Stadium talks between governments and the Florida Marlins are in extra innings. Contract deadlines have passed. Now dealings come up against a recession unanticipated during ballpark euphoria.

When tax revenue seemed endless, using a half billion dollars to help a team owner boost profits was rationalized as the price for keeping us Major League. But now, with taxes constricted and needs soaring, governments must exercise greater care with scarce resources.

Key criteria must be how spending can add jobs, buttress the economy and prepare us to overcome the doldrums. Under such criteria, baseball ranks dead last.

Set aside a deal Miami and Miami-Dade County have outlined with the Marlins that’s equivalent to trading the world champion Philadelphia Phillies’ starting lineup for Billy, the Marlins’ mascot.

The only defense of this well-documented giveaway is to claim it would give the community a huge economic boost even while it enriches Jeffrey Loria and his unnamed Marlins partners.

Unfortunately, it wouldn’t give any such jolt. Worse, it would rob us of alternate uses of funds to leverage our way out of the economic vice that’s squeezing us.

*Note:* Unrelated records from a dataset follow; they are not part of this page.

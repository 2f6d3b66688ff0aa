//! Fetching audio from remote video URLs with an external downloader

use std::fs;
use std::path::{Path, PathBuf};
use std::process::Command;
use thiserror::Error;
use tracing::{info, instrument};

#[derive(Error, Debug)]
pub enum DownloadError {
    #[error("cannot create download directory: {0}")]
    Dir(#[from] std::io::Error),
    #[error("failed to run {program}: {source}")]
    Spawn {
        program: String,
        #[source]
        source: std::io::Error,
    },
    #[error("download failed: {0}")]
    Failed(String),
    #[error("downloader reported no output file")]
    NoOutput,
}

/// True for `http://` and `https://` arguments
pub fn is_url(input: &str) -> bool {
    input.starts_with("http://") || input.starts_with("https://")
}

/// Runs `yt-dlp`-compatible downloaders, extracting WAV audio
#[derive(Debug, Clone)]
pub struct Downloader {
    program: PathBuf,
    dir: PathBuf,
}

impl Downloader {
    pub fn new(program: impl Into<PathBuf>, dir: impl Into<PathBuf>) -> Self {
        Self {
            program: program.into(),
            dir: dir.into(),
        }
    }

    /// Download `url` and return the extracted audio file
    #[instrument(skip(self))]
    pub fn fetch(&self, url: &str) -> Result<PathBuf, DownloadError> {
        fs::create_dir_all(&self.dir)?;
        let template = self.dir.join("%(title)s.%(ext)s");

        let output = Command::new(&self.program)
            .args(["-x", "--audio-format", "wav", "--no-playlist", "--print", "after_move:filepath", "-o"])
            .arg(&template)
            .arg(url)
            .output()
            .map_err(|source| DownloadError::Spawn {
                program: self.program.display().to_string(),
                source,
            })?;

        if !output.status.success() {
            return Err(DownloadError::Failed(
                String::from_utf8_lossy(&output.stderr).trim().to_string(),
            ));
        }

        let path = downloaded_path(&String::from_utf8_lossy(&output.stdout))
            .ok_or(DownloadError::NoOutput)?;
        info!(path = %path.display(), "downloaded");
        Ok(path)
    }

    pub fn dir(&self) -> &Path {
        &self.dir
    }
}

/// Last non-empty line of the downloader's stdout
fn downloaded_path(stdout: &str) -> Option<PathBuf> {
    stdout
        .lines()
        .map(str::trim)
        .filter(|line| !line.is_empty())
        .last()
        .map(PathBuf::from)
}

#[cfg(test)]
mod tests {
    use super::*;

    #[test]
    fn test_is_url() {
        assert!(is_url("https://www.youtube.com/watch?v=abc"));
        assert!(is_url("http://example.com/a"));
        assert!(!is_url("song.mp3"));
        assert!(!is_url("/music/https.wav"));
    }

    #[test]
    fn test_downloaded_path() {
        let stdout = "\n/tmp/downloads/My Song.wav\n\n";
        assert_eq!(
            downloaded_path(stdout),
            Some(PathBuf::from("/tmp/downloads/My Song.wav"))
        );
        assert_eq!(downloaded_path("  \n"), None);
    }

    #[test]
    fn test_missing_program() {
        let dir = tempfile::tempdir().unwrap();
        let downloader = Downloader::new("/nonexistent/yt-dlp", dir.path());
        assert!(matches!(
            downloader.fetch("https://example.com/v"),
            Err(DownloadError::Spawn { .. })
        ));
    }
}
//! Time-stretching and pitch-shifting
//!
//! # Algorithm Details
//!
//! The phase vocoder works by:
//! 1. Windowing input into overlapping frames (STFT)
//! 2. Stepping through the frames at the stretch rate, interpolating magnitudes
//! 3. Accumulating phase from the measured per-bin frequency
//! 4. Overlap-add resynthesis at the original hop
//!
//! Pitch shifting stretches by `2^(-n/12)` and resamples back to the original
//! duration, so pitch moves by `n` semitones and length is unchanged.

mod phase;

pub use phase::{PhaseLockMode, PhaseVocoder};

#[cfg(test)]
pub(crate) use phase::{crossing_rate, sine};

use crate::dsp::DspError;
use crate::resample::{fit_length, resample};

/// Pitch shift without tempo change: phase vocoder + resampling
#[derive(Default)]
pub struct PitchShifter {
    vocoder: PhaseVocoder,
}

impl PitchShifter {
    pub fn new(vocoder: PhaseVocoder) -> Self {
        Self { vocoder }
    }

    /// Shift mono `samples` by `semitones`; the output has the input's length
    pub fn shift(
        &self,
        samples: &[f32],
        sample_rate: u32,
        semitones: f64,
    ) -> Result<Vec<f32>, DspError> {
        if semitones == 0.0 || samples.is_empty() {
            return Ok(samples.to_vec());
        }

        let rate = 2.0f64.powf(-semitones / 12.0);
        let stretched = self.vocoder.stretch(samples, rate);

        // Treat the stretched audio as recorded at sr / rate and bring it back to sr
        let source_rate = (sample_rate as f64 / rate).round().max(1.0) as u32;
        let shifted = resample(&stretched, source_rate, sample_rate)?;

        Ok(fit_length(shifted, samples.len()))
    }
}
//! Linear crossfades applied wherever a transformed segment is written back

/// Longest fade, in samples
pub const MAX_CROSSFADE: usize = 1024;

/// Fade length for a segment: at most [`MAX_CROSSFADE`], at most a quarter of it
pub fn fade_length(segment_len: usize) -> usize {
    MAX_CROSSFADE.min(segment_len / 4)
}

/// `i`-th point of an inclusive 0..1 ramp of `n` points
#[inline]
fn ramp(i: usize, n: usize) -> f32 {
    if n <= 1 {
        0.0
    } else {
        i as f32 / (n - 1) as f32
    }
}

/// Fade in the head and fade out the tail of `segment`
///
/// The first and last samples end up at exactly zero.
pub fn fade_edges(segment: &mut [f32]) {
    let len = segment.len();
    let n = fade_length(len);
    for i in 0..n {
        let gain = ramp(i, n);
        segment[i] *= gain;
        segment[len - 1 - i] *= gain;
    }
}

/// Concatenate `pieces`, fading out each tail and fading in the following head
///
/// Each boundary uses the shorter of the two pieces' fade lengths. The outer
/// edges are left alone.
pub fn crossfade_join(pieces: &[Vec<f32>]) -> Vec<f32> {
    let total = pieces.iter().map(Vec::len).sum();
    let mut joined = Vec::with_capacity(total);

    for (idx, piece) in pieces.iter().enumerate() {
        let start = joined.len();
        joined.extend_from_slice(piece);

        if idx == 0 {
            continue;
        }
        let prev_len = pieces[idx - 1].len();
        let n = fade_length(prev_len).min(fade_length(piece.len()));
        for i in 0..n {
            let gain = ramp(i, n);
            joined[start + i] *= gain;
            joined[start - 1 - i] *= gain;
        }
    }

    joined
}

/// Copy `segment` into `out[start..end]`, truncated to the window
///
/// The audio just outside the written region is faded down to zero at the
/// boundary, meeting the segment's own faded edges. Returns the number of
/// samples written; the rest of the window is left to that fade.
pub fn write_window(out: &mut [f32], start: usize, end: usize, segment: &[f32]) -> usize {
    let end = end.min(out.len());
    if start >= end {
        return 0;
    }
    let count = segment.len().min(end - start);
    out[start..start + count].copy_from_slice(&segment[..count]);

    let written_end = start + count;
    let n = fade_length(count);
    for i in 0..n.min(start) {
        out[start - 1 - i] *= ramp(i, n);
    }
    for i in 0..n.min(out.len() - written_end) {
        out[written_end + i] *= ramp(i, n);
    }
    count
}

#[cfg(test)]
mod tests {
    use super::*;

    #[test]
    fn test_fade_length_bounds() {
        assert_eq!(fade_length(100), 25);
        assert_eq!(fade_length(4096), 1024);
        assert_eq!(fade_length(100_000), MAX_CROSSFADE);
        assert_eq!(fade_length(3), 0);
    }

    #[test]
    fn test_fade_edges_zeroes_boundaries() {
        let mut segment = vec![1.0f32; 400];
        fade_edges(&mut segment);
        assert_eq!(segment[0], 0.0);
        assert_eq!(segment[399], 0.0);
        assert_eq!(segment[200], 1.0);
        // Ramp is monotonic over the 100-sample fade
        for i in 1..100 {
            assert!(segment[i] >= segment[i - 1]);
        }
        assert!((segment[99] - 1.0).abs() < 1e-6);
    }

    #[test]
    fn test_short_segment_untouched() {
        let mut segment = vec![0.5f32; 3];
        fade_edges(&mut segment);
        assert_eq!(segment, vec![0.5; 3]);
    }

    #[test]
    fn test_crossfade_join() {
        let pieces = vec![vec![1.0f32; 40], vec![1.0f32; 80]];
        let joined = crossfade_join(&pieces);
        assert_eq!(joined.len(), 120);
        // Boundary fade is min(10, 20) = 10 samples each side
        assert_eq!(joined[39], 0.0);
        assert_eq!(joined[40], 0.0);
        assert_eq!(joined[0], 1.0);
        assert_eq!(joined[119], 1.0);
        assert_eq!(joined[29], 1.0);
    }

    #[test]
    fn test_write_window_truncates() {
        let mut out = vec![0.0f32; 10];
        assert_eq!(write_window(&mut out, 2, 5, &[1.0; 8]), 3);
        assert_eq!(out, vec![0.0, 0.0, 1.0, 1.0, 1.0, 0.0, 0.0, 0.0, 0.0, 0.0]);
        assert_eq!(write_window(&mut out, 8, 20, &[2.0]), 1);
        assert_eq!(out[8], 2.0);
        assert_eq!(write_window(&mut out, 5, 5, &[3.0]), 0);
    }

    #[test]
    fn test_write_window_meets_untouched_audio() {
        let mut out = vec![0.8f32; 1000];
        let mut segment = vec![-0.6f32; 400];
        fade_edges(&mut segment);
        assert_eq!(write_window(&mut out, 300, 700, &segment), 400);

        // Both sides of each boundary sit at zero
        assert_eq!(out[299], 0.0);
        assert_eq!(out[300], 0.0);
        assert_eq!(out[699], 0.0);
        assert_eq!(out[700], 0.0);
        // No step anywhere is larger than one fade increment
        let step = 0.8 / 99.0 + 1e-6;
        assert!(out.windows(2).all(|p| (p[1] - p[0]).abs() <= step));
        // Audio beyond the fade keeps its level
        assert_eq!(out[100], 0.8);
        assert_eq!(out[900], 0.8);
    }
}
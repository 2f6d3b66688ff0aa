//! Track I/O for Skrew - loading, snapshots, export, config

mod config;
mod download;
mod export;
mod loader;
mod naming;
mod snapshot;

pub use config::Config;
pub use download::{is_url, DownloadError, Downloader};
pub use export::{write_wav, ExportError, ExportedFiles, Exporter};
pub use loader::{LoadError, LoadedTrack, TrackLoader, TrackMetadata};
pub use naming::{output_name, sanitize};
pub use snapshot::{SnapshotError, SnapshotRef, SnapshotStore};
//! Beat-window rearrangements: loop, reverse, stutter, chop, mash
//!
//! Every function reads windows from `input` and writes into a copy of it,
//! so windows never observe each other's output. Written segments always
//! pass through [`fade_edges`] before landing, and [`write_window`] fades
//! the neighbouring audio to meet them.

use super::crossfade::{crossfade_join, fade_edges, write_window};
use super::windows::Window;
use rand::seq::SliceRandom;
use rand::Rng;
use skrew_analysis::BeatGrid;

/// Chunk order used by chop, taken modulo the chunk count
const CHOP_PATTERN: [usize; 8] = [1, 2, 2, 1, 3, 3, 2, 1];

/// Lock each window in place with faded edges
pub fn lock(input: &[f32], windows: &[Window]) -> Vec<f32> {
    let mut out = input.to_vec();
    for w in windows {
        let mut segment = input[w.start..w.end].to_vec();
        fade_edges(&mut segment);
        write_window(&mut out, w.start, w.end, &segment);
    }
    out
}

pub fn reverse(input: &[f32], windows: &[Window]) -> Vec<f32> {
    let mut out = input.to_vec();
    for w in windows {
        let mut segment: Vec<f32> = input[w.start..w.end].iter().rev().copied().collect();
        fade_edges(&mut segment);
        write_window(&mut out, w.start, w.end, &segment);
    }
    out
}

/// Repeat the window's first beat `count` times with decaying repetitions
///
/// Each repetition is shaped by a squared linear fade-out. Any part of the
/// window beyond `count` beats keeps the original audio.
pub fn stutter(input: &[f32], grid: &BeatGrid, windows: &[Window], count: usize) -> Vec<f32> {
    let mut out = input.to_vec();
    for w in windows {
        let Some((start, end)) = grid.span(w.beat, 1) else {
            continue;
        };
        let beat = &input[start..end];
        let n = beat.len();
        if n == 0 {
            continue;
        }

        // Repetitions past the window end would be truncated anyway
        let reps = count.min(w.len().div_ceil(n));
        let mut tiled = Vec::with_capacity(n.saturating_mul(reps));
        for _ in 0..reps {
            tiled.extend(beat.iter().enumerate().map(|(i, &s)| {
                let env = if n > 1 {
                    1.0 - i as f32 / (n - 1) as f32
                } else {
                    1.0
                };
                s * env * env
            }));
        }
        tiled.truncate(w.len());
        fade_edges(&mut tiled);
        write_window(&mut out, w.start, w.end, &tiled);
    }
    out
}

/// Rearrange `chunk_beats`-sized chunks of each window under [`CHOP_PATTERN`]
pub fn chop(input: &[f32], grid: &BeatGrid, windows: &[Window], chunk_beats: usize) -> Vec<f32> {
    let mut out = input.to_vec();
    for w in windows {
        let length = grid
            .frames()
            .iter()
            .filter(|&&f| f >= w.start && f < w.end)
            .count();
        let chunk_beats = chunk_beats.clamp(1, length.max(1));
        let chunk_count = (length / chunk_beats).max(1);

        let chunks: Vec<&[f32]> = (0..chunk_count)
            .filter_map(|c| grid.span(w.beat + c * chunk_beats, chunk_beats))
            .map(|(start, end)| &input[start..end])
            .collect();
        if chunks.is_empty() {
            continue;
        }

        let ordered: Vec<Vec<f32>> = CHOP_PATTERN
            .iter()
            .map(|&idx| chunks[idx % chunks.len()].to_vec())
            .collect();
        let mut joined = crossfade_join(&ordered);
        joined.truncate(w.len());
        fade_edges(&mut joined);
        write_window(&mut out, w.start, w.end, &joined);
    }
    out
}

/// Shuffle `parts` equal sub-parts of each window
///
/// Samples left over when the window does not divide evenly keep the
/// original audio.
pub fn mash<R: Rng + ?Sized>(
    input: &[f32],
    windows: &[Window],
    parts: usize,
    rng: &mut R,
) -> Vec<f32> {
    let mut out = input.to_vec();
    let parts = parts.max(1);
    for w in windows {
        let part_len = w.len() / parts;
        if part_len == 0 {
            continue;
        }

        let mut pieces: Vec<Vec<f32>> = input[w.start..w.start + part_len * parts]
            .chunks_exact(part_len)
            .map(<[f32]>::to_vec)
            .collect();
        pieces.shuffle(rng);

        let mut joined = crossfade_join(&pieces);
        fade_edges(&mut joined);
        write_window(&mut out, w.start, w.end, &joined);
    }
    out
}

Baseball fans love trade talk and statistics. They’ll debate recent Marlins trades of two stars for a man with exactly 169 Major League at bats, a .240 batting average and no home runs, and their closing pitcher for a low-level minor leaguer who weighs 275 pounds. Net gain to the Marlins: dumping three large salaries and adding about $8 million to the bottom line.

Similarly, tradeoffs and statistics dominate the economics of community resources.

Building a stadium for $515 million, garages for $94 million to $156 million (depending on whom you believe) and infrastructure at untold costs (because nobody has totaled them) could yield four short-run public benefits.

One: construction jobs. They are vital, but any construction spending would create them. Costs per job would be similar.

Two: stadium jobs. They are also real, but they’re just shifted. They guy selling you a hot dog at Dolphin Stadium would either move to the new ballpark or lose his role to some new vendor. Shifting jobs is no gain.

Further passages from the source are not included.